··· Data records ···
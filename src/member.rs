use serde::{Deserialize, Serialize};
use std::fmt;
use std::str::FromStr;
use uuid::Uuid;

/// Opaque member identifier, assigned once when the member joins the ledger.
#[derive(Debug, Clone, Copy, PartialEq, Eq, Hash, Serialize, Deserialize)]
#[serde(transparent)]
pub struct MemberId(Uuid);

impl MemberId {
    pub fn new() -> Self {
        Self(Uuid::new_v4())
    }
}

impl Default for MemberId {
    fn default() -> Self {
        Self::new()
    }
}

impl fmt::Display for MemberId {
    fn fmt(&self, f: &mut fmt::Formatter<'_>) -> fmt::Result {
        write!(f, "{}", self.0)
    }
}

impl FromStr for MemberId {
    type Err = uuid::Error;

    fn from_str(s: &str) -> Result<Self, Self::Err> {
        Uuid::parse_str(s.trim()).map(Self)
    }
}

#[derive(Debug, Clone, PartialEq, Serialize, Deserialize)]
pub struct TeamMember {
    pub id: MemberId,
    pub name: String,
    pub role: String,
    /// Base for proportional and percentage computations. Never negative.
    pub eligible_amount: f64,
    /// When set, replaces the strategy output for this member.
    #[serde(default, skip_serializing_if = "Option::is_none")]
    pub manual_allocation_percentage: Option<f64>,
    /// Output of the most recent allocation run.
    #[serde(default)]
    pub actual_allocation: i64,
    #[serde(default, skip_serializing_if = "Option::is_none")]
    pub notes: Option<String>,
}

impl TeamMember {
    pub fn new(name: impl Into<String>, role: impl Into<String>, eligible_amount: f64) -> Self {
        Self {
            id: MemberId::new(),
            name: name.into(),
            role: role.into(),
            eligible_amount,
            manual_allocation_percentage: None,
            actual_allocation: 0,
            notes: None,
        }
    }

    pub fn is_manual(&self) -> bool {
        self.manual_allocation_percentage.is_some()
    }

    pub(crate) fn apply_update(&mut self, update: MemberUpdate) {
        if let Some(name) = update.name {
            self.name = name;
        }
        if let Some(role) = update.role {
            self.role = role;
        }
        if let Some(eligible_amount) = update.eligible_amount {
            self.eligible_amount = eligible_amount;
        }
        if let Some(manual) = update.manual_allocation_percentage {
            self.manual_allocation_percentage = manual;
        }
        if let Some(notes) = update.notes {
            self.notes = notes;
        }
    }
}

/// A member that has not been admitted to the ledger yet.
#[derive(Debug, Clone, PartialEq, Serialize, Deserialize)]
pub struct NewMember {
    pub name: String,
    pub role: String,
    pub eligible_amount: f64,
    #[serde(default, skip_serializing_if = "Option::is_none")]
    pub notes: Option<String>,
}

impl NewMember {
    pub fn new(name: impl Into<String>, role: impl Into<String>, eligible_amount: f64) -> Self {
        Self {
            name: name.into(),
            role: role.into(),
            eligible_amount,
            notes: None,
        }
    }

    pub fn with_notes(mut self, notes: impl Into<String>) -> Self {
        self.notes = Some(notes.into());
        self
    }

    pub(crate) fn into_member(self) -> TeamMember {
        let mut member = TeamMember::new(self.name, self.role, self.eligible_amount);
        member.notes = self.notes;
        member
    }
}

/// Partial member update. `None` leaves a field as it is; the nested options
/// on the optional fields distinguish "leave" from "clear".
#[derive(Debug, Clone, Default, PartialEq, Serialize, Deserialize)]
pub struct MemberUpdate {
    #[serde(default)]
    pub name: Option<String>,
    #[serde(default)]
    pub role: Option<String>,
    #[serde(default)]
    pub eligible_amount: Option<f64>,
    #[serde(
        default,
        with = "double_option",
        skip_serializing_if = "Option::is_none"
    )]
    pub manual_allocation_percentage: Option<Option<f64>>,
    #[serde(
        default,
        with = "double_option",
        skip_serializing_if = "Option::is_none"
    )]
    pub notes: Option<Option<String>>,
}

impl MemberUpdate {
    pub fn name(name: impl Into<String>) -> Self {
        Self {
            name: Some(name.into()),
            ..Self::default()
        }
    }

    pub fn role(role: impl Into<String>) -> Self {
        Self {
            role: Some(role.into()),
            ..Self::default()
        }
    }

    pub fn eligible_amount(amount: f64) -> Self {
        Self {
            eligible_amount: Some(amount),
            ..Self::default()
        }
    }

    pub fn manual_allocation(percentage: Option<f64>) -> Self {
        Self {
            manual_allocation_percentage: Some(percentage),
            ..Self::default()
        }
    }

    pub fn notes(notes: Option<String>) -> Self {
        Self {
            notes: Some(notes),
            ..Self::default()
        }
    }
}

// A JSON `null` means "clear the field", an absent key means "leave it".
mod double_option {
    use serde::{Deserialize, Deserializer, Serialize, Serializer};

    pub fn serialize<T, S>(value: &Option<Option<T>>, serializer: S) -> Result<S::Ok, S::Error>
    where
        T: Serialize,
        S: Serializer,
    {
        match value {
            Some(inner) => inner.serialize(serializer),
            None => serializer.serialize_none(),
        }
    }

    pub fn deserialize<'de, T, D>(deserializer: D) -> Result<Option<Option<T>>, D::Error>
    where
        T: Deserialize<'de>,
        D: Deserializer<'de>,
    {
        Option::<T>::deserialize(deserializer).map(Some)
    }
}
···
··· Data records ···
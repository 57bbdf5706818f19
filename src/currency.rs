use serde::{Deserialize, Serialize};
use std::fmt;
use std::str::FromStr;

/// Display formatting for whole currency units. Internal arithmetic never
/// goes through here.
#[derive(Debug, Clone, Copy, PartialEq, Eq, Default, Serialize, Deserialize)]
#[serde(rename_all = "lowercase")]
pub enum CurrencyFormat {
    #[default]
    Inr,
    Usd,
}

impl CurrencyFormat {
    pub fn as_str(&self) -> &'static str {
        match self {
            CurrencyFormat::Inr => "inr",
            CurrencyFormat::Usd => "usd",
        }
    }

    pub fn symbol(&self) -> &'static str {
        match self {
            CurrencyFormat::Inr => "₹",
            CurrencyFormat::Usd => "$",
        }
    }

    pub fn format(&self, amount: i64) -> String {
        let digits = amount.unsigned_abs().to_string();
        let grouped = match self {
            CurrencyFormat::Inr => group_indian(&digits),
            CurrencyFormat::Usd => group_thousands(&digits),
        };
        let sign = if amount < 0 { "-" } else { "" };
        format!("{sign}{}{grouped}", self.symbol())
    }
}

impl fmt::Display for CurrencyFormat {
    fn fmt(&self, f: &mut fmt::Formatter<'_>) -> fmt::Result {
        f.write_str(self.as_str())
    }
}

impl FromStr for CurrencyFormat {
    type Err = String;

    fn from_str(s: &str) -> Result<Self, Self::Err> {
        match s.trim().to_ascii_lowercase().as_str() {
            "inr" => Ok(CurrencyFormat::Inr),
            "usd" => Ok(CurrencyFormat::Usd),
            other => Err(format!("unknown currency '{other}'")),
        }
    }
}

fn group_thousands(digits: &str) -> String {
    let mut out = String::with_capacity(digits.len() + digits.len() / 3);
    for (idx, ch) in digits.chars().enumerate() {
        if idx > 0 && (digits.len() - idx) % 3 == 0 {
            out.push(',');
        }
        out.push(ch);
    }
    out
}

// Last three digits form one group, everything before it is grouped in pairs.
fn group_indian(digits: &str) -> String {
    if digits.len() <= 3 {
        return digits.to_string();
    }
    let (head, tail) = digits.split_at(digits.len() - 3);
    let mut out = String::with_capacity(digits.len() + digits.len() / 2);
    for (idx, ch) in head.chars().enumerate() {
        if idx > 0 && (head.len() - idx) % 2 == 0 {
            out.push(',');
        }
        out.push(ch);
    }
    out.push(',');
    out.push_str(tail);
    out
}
···
··· Data records ···
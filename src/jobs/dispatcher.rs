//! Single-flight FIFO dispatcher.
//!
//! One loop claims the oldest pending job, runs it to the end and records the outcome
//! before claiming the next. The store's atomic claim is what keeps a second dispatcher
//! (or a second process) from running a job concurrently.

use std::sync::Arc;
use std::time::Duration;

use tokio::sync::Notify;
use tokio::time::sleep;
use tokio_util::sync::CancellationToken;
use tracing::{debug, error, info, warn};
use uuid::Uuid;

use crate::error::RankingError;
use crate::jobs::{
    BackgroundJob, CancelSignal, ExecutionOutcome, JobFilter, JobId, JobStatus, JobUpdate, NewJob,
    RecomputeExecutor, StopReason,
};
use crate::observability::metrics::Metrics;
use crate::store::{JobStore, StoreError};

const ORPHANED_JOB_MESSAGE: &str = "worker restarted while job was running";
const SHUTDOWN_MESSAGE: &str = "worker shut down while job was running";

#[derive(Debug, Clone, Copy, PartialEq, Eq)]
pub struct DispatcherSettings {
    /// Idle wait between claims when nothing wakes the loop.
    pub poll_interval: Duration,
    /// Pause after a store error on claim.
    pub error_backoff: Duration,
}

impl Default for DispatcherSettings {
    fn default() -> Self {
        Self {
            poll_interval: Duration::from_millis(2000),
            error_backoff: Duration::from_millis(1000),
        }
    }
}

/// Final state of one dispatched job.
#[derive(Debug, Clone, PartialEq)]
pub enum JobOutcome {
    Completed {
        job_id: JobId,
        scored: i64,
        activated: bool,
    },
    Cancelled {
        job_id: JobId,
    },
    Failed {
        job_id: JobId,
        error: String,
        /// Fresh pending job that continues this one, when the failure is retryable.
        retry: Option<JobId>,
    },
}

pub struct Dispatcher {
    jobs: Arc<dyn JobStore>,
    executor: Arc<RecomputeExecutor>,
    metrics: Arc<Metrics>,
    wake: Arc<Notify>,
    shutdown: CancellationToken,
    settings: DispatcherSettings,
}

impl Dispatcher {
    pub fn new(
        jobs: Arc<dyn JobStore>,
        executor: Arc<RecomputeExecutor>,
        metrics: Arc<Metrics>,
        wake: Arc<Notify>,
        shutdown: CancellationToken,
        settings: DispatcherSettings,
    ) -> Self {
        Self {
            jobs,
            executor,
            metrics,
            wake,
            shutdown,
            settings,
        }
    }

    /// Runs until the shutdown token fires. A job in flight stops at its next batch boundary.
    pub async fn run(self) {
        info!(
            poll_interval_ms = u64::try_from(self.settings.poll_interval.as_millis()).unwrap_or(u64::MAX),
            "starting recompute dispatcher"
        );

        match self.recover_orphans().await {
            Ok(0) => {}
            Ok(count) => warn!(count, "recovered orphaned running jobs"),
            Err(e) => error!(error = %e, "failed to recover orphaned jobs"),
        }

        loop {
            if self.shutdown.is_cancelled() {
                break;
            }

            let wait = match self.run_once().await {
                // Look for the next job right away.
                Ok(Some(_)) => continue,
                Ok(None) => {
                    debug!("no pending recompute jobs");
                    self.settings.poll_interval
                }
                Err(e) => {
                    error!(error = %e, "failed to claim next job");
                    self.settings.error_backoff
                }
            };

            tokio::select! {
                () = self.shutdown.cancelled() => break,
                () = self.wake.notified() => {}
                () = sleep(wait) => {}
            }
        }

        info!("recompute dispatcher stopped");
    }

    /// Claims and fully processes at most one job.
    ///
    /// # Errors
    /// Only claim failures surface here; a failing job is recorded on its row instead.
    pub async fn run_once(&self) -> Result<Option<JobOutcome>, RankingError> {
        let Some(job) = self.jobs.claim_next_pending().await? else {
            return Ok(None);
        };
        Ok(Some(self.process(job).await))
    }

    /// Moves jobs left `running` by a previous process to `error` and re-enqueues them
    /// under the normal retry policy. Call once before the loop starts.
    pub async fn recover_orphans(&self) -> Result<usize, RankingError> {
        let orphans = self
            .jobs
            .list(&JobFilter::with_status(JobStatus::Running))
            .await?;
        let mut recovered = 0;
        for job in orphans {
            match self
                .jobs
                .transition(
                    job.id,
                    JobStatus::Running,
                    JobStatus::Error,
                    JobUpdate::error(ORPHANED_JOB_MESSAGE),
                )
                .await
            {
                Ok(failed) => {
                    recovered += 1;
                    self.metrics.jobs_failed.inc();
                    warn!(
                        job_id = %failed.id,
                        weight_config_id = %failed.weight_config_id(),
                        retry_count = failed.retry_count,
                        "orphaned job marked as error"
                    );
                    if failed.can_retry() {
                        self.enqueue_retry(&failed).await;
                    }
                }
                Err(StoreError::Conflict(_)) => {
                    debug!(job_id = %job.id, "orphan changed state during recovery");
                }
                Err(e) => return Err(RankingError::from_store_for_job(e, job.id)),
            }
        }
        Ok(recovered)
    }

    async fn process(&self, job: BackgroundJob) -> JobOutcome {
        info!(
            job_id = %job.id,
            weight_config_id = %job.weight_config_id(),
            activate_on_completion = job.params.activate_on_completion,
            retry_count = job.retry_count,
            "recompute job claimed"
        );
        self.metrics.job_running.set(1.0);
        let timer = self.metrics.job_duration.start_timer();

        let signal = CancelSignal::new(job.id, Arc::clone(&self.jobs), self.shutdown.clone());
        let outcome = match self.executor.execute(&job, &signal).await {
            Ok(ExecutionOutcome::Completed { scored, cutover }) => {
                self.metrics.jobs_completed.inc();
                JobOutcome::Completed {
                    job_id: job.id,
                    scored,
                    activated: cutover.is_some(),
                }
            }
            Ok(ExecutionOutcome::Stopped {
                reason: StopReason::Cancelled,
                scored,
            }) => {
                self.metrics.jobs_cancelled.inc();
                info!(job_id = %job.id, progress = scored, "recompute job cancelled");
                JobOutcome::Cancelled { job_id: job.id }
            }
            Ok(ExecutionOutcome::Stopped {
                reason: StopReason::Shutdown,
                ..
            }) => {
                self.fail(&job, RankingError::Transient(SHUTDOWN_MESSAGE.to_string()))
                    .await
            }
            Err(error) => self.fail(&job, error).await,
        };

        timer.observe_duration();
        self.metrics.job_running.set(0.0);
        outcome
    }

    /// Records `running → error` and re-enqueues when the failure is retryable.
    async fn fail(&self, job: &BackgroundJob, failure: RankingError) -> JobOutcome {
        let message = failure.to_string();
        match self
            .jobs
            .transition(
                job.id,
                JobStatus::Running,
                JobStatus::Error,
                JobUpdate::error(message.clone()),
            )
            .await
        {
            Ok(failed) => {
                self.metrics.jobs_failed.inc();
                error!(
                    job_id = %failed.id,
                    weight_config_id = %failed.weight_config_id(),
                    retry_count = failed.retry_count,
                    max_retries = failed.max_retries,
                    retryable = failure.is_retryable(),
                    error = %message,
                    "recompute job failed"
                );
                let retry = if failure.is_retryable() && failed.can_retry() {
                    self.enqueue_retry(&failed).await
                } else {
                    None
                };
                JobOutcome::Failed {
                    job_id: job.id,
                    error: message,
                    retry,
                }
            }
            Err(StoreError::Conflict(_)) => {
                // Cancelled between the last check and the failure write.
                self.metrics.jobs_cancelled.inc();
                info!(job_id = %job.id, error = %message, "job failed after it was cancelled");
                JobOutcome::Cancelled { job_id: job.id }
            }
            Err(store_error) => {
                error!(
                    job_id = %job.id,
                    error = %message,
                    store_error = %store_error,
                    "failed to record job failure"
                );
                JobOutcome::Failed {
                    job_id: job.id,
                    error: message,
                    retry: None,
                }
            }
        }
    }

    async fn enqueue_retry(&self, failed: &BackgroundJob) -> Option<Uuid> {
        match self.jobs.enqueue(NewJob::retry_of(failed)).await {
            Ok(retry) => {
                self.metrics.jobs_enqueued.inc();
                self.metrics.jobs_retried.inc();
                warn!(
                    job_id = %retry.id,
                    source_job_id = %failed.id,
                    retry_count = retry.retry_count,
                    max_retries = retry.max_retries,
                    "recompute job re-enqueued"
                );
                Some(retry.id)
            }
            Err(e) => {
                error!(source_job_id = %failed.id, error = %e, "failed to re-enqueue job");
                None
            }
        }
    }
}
···
Each line above with the string "chars" should be reported in full.

Written solution:
    for (idx, ch) in digits.chars().enumerate() {
    for (idx, ch) in head.chars().enumerate() {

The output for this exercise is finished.